Время от времени поздней ночью Шмидт присылал мне эсэмэски, мрачные загадочные сообщения о конце света. Иногда я игнорировал эти сообщения, но чаще отвечал на них, потому что Шмидт знал мою слабость, знал, что я не смогу удержаться от обсуждения конца света, потому что мы с ним беспрерывно говорили об этом.
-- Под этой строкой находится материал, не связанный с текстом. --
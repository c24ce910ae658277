use log::{debug, error, info, warn};
use serde::{Deserialize, Serialize};
use std::fs;
use std::io::ErrorKind;
use std::path::{Path, PathBuf};
use std::sync::Arc;
use thiserror::Error;
use tokio::sync::watch;

use crate::models::MeterEndpoint;

const CONFIG_FILE: &str = "config.json";

#[derive(Error, Debug)]
pub enum ConfigError {
    #[error("Storage is not mounted")]
    NotMounted,
    #[error("Unable to prepare storage at {0}: {1}")]
    Mount(String, std::io::Error),
    #[error("Unable to write config: {0}")]
    Write(#[from] std::io::Error),
    #[error("Unable to serialize config: {0}")]
    Serialize(#[from] serde_json::Error),
}

#[derive(Deserialize, Serialize, Clone, Debug, Default, PartialEq)]
pub struct WifiConfig {
    #[serde(default)]
    pub ssid: String,
    #[serde(default)]
    pub pass: String,
    #[serde(default)]
    pub ap_mode: bool,
}

fn mqtt_port_default() -> u16 { return 1883 }
fn mqtt_device_id_default() -> String { return "energymeter".to_string() }
fn mqtt_interval_default() -> u64 { return 300 }

#[derive(Deserialize, Serialize, Clone, Debug, PartialEq)]
pub struct MqttConfig {
    #[serde(default)]
    pub server: String,
    #[serde(default="mqtt_port_default")]
    pub port: u16,
    #[serde(default="mqtt_device_id_default")]
    pub device_id: String,
    /// Seconds between two polling sweeps
    #[serde(default="mqtt_interval_default")]
    pub interval: u64,
}

impl Default for MqttConfig {
    fn default() -> Self {
        return MqttConfig {
            server: String::new(),
            port: mqtt_port_default(),
            device_id: mqtt_device_id_default(),
            interval: mqtt_interval_default(),
        };
    }
}

/// How the transceiver is switched between transmit and receive
#[derive(Deserialize, Serialize, Clone, Debug, PartialEq)]
#[serde(rename_all = "lowercase")]
pub enum DirectionConfig {
    /// RTS line of the UART drives DE/RE
    Rts,
    /// sysfs GPIO number driving DE/RE
    Gpio(u32),
}

fn bus_port_default() -> String { return "/dev/ttyS1".to_string() }
fn bus_baud_rate_default() -> u32 { return 9600 }
fn bus_response_timeout_default() -> u64 { return 1000 }
fn bus_direction_default() -> DirectionConfig { return DirectionConfig::Rts }

#[derive(Deserialize, Serialize, Clone, Debug, PartialEq)]
pub struct BusConfig {
    #[serde(default="bus_port_default")]
    pub port: String,
    #[serde(default="bus_baud_rate_default")]
    pub baud_rate: u32,
    #[serde(default="bus_response_timeout_default")]
    pub response_timeout_ms: u64,
    #[serde(default="bus_direction_default")]
    pub direction: DirectionConfig,
}

impl Default for BusConfig {
    fn default() -> Self {
        return BusConfig {
            port: bus_port_default(),
            baud_rate: bus_baud_rate_default(),
            response_timeout_ms: bus_response_timeout_default(),
            direction: bus_direction_default(),
        };
    }
}

#[derive(Deserialize, Serialize, Clone, Debug, Default, PartialEq)]
pub struct ProvisioningConfig {
    #[serde(default)]
    pub issuer_url: Option<String>,
}

fn api_enabled_default() -> bool { return true }
fn api_port_default() -> u16 { return 80 }

#[derive(Deserialize, Serialize, Clone, Debug, PartialEq)]
pub struct ApiConfig {
    #[serde(default="api_enabled_default")]
    pub enabled: bool,
    #[serde(default="api_port_default")]
    pub port: u16,
}

impl Default for ApiConfig {
    fn default() -> Self {
        return ApiConfig { enabled: api_enabled_default(), port: api_port_default() };
    }
}

#[derive(Deserialize, Serialize, Clone, Debug, Default, PartialEq)]
pub struct Config {
    #[serde(default)]
    pub wifi: WifiConfig,
    #[serde(default)]
    pub mqtt: MqttConfig,
    #[serde(default)]
    pub meters: Vec<MeterEndpoint>,
    #[serde(default)]
    pub bus: BusConfig,
    #[serde(default)]
    pub provisioning: ProvisioningConfig,
    #[serde(default)]
    pub api: ApiConfig,
}

impl Config {
    /// Settings of a device that never stored a configuration, it comes up as hotspot
    pub fn factory() -> Self {
        let mut config = Config::default();
        config.wifi.ap_mode = true;
        config.mqtt.interval = 60;
        return config;
    }

    /// Base url of the certificate issuer, the broker host is assumed when none is set
    pub fn issuer_url(&self) -> String {
        match &self.provisioning.issuer_url {
            Some(url) if !url.is_empty() => url.trim_end_matches('/').to_string(),
            _ => format!("http://{}:3000", self.mqtt.server),
        }
    }
}

/// Persistence of the configuration document
pub struct ConfigStore {
    root: Option<PathBuf>,
}

impl ConfigStore {
    pub fn open(dir: &Path) -> Result<Self, ConfigError> {
        fs::create_dir_all(dir).map_err(|e| ConfigError::Mount(dir.display().to_string(), e))?;
        return Ok(ConfigStore { root: Some(dir.to_path_buf()) });
    }

    /// A store without backing storage, loads defaults and refuses to save
    pub fn unmounted() -> Self {
        return ConfigStore { root: None };
    }

    fn path(&self) -> Option<PathBuf> {
        self.root.as_ref().map(|r| r.join(CONFIG_FILE))
    }

    /// Never fails, a missing or broken document is replaced by defaults
    pub fn load(&self) -> Config {
        let path = match self.path() {
            Some(p) => p,
            None => {
                error!("No storage available, running on defaults");
                return Config::default();
            }
        };

        let contents = match fs::read_to_string(&path) {
            Ok(c) => c,
            Err(e) if e.kind() == ErrorKind::NotFound => {
                warn!("Config {} not found, creating factory defaults", path.display());
                let config = Config::factory();
                if let Err(e) = self.save(&config) {
                    warn!("Unable to store factory defaults: {e}");
                }
                return config;
            }
            Err(e) => {
                warn!("Unable to read config {}: {e}", path.display());
                return Config::default();
            }
        };

        match serde_json::from_str(&contents) {
            Ok(c) => {
                debug!("Config loaded from {}", path.display());
                c
            }
            Err(e) => {
                warn!("Config {} is corrupt ({e}), using defaults", path.display());
                Config::default()
            }
        }
    }

    pub fn save(&self, config: &Config) -> Result<(), ConfigError> {
        let path = self.path().ok_or(ConfigError::NotMounted)?;
        let tmp = path.with_extension("json.tmp");

        let x = serde_json::to_string_pretty(config)?;
        fs::write(&tmp, x.as_bytes())?;
        fs::rename(&tmp, &path)?;
        info!("New Config written");
        return Ok(());
    }

    /// Deletes the document, the next boot starts from factory defaults
    pub fn reset(&self) -> Result<(), ConfigError> {
        let path = self.path().ok_or(ConfigError::NotMounted)?;
        match fs::remove_file(&path) {
            Ok(()) => { info!("Config reset, file deleted"); Ok(()) }
            Err(e) if e.kind() == ErrorKind::NotFound => Ok(()),
            Err(e) => Err(e.into()),
        }
    }
}

/// Owner of the in-memory configuration.
///
/// Every reader works on an immutable snapshot, writers replace the whole
/// snapshot so a reader never observes a half written configuration.
#[derive(Clone)]
pub struct ConfigHandle {
    sender: Arc<watch::Sender<Arc<Config>>>,
}

impl ConfigHandle {
    pub fn new(config: Config) -> Self {
        let (sender, _) = watch::channel(Arc::new(config));
        return ConfigHandle { sender: Arc::new(sender) };
    }

    pub fn snapshot(&self) -> Arc<Config> {
        self.sender.borrow().clone()
    }

    pub fn subscribe(&self) -> watch::Receiver<Arc<Config>> {
        self.sender.subscribe()
    }

    pub fn replace(&self, config: Config) {
        self.sender.send_replace(Arc::new(config));
    }
}

#[cfg(test)]
mod tests {
    use super::*;

    #[test]
    fn test_missing_document_creates_factory_defaults() {
        let dir = tempfile::tempdir().unwrap();
        let store = ConfigStore::open(dir.path()).unwrap();

        let config = store.load();
        assert!(config.wifi.ap_mode);
        assert_eq!(config.mqtt.interval, 60);
        assert!(dir.path().join(CONFIG_FILE).exists());
    }

    #[test]
    fn test_corrupt_document_yields_defaults() {
        let dir = tempfile::tempdir().unwrap();
        fs::write(dir.path().join(CONFIG_FILE), "{ not json").unwrap();
        let store = ConfigStore::open(dir.path()).unwrap();

        assert_eq!(store.load(), Config::default());
    }

    #[test]
    fn test_partial_document_gets_field_defaults() {
        let dir = tempfile::tempdir().unwrap();
        fs::write(
            dir.path().join(CONFIG_FILE),
            r#"{ "wifi": { "ssid": "home" }, "mqtt": { "server": "broker.local" },
                 "meters": [ { "id": 2, "modbus_id": 10, "name": "Kitnet 101" } ] }"#,
        ).unwrap();
        let store = ConfigStore::open(dir.path()).unwrap();

        let config = store.load();
        assert_eq!(config.wifi.ssid, "home");
        assert!(!config.wifi.ap_mode);
        assert_eq!(config.mqtt.port, 1883);
        assert_eq!(config.mqtt.interval, 300);
        assert_eq!(config.meters[0].channel_index, 2);
        assert_eq!(config.bus.direction, DirectionConfig::Rts);
    }

    #[test]
    fn test_save_then_load() {
        let dir = tempfile::tempdir().unwrap();
        let store = ConfigStore::open(dir.path()).unwrap();

        let mut config = Config::default();
        config.mqtt.server = "broker.example".to_string();
        config.bus.direction = DirectionConfig::Gpio(4);
        store.save(&config).unwrap();

        assert_eq!(store.load(), config);
    }

    #[test]
    fn test_reset_removes_document() {
        let dir = tempfile::tempdir().unwrap();
        let store = ConfigStore::open(dir.path()).unwrap();
        store.save(&Config::default()).unwrap();

        store.reset().unwrap();
        assert!(!dir.path().join(CONFIG_FILE).exists());
        store.reset().unwrap();
    }

    #[test]
    fn test_unmounted_store() {
        let store = ConfigStore::unmounted();
        assert_eq!(store.load(), Config::default());
        assert!(matches!(store.save(&Config::default()), Err(ConfigError::NotMounted)));
    }

    #[test]
    fn test_issuer_url() {
        let mut config = Config::default();
        config.mqtt.server = "10.0.0.5".to_string();
        assert_eq!(config.issuer_url(), "http://10.0.0.5:3000");

        config.provisioning.issuer_url = Some("https://pki.example/".to_string());
        assert_eq!(config.issuer_url(), "https://pki.example");
    }

    #[test]
    fn test_snapshot_is_stable_across_replace() {
        let handle = ConfigHandle::new(Config::default());
        let before = handle.snapshot();

        let mut next = Config::default();
        next.mqtt.server = "other".to_string();
        handle.replace(next);

        assert_eq!(before.mqtt.server, "");
        assert_eq!(handle.snapshot().mqtt.server, "other");
    }
}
Наша переписка могла продолжаться несколько часов, после чего мы звонили друг другу и еще долго говорили о «Бездне святого Себастьяна», которую впервые увидели в книге, о глубоких оттенках бордового, о змеином гнезде с кладкой яиц, о мрачных предзнаменованиях, — а на следующее утро моя вторая жена, которая ненавидела Шмидта так же сильно, как Шмидт ненавидел ее, смотрела на мое бледное лицо, сухие глаза и понимала, что я опять не спал и всю ночь говорил со Шмидтом о конце света, то есть о «Бездне святого Себастьяна». «Ты опять говорил с этим человеком», — замечала она, моя вторая жена называла Шмидта «этот человек», что делало ее в некотором смысле более милосердной, чем была моя первая жена, которая просто называла Шмидта мудаком, придурком и мерзким душнилой.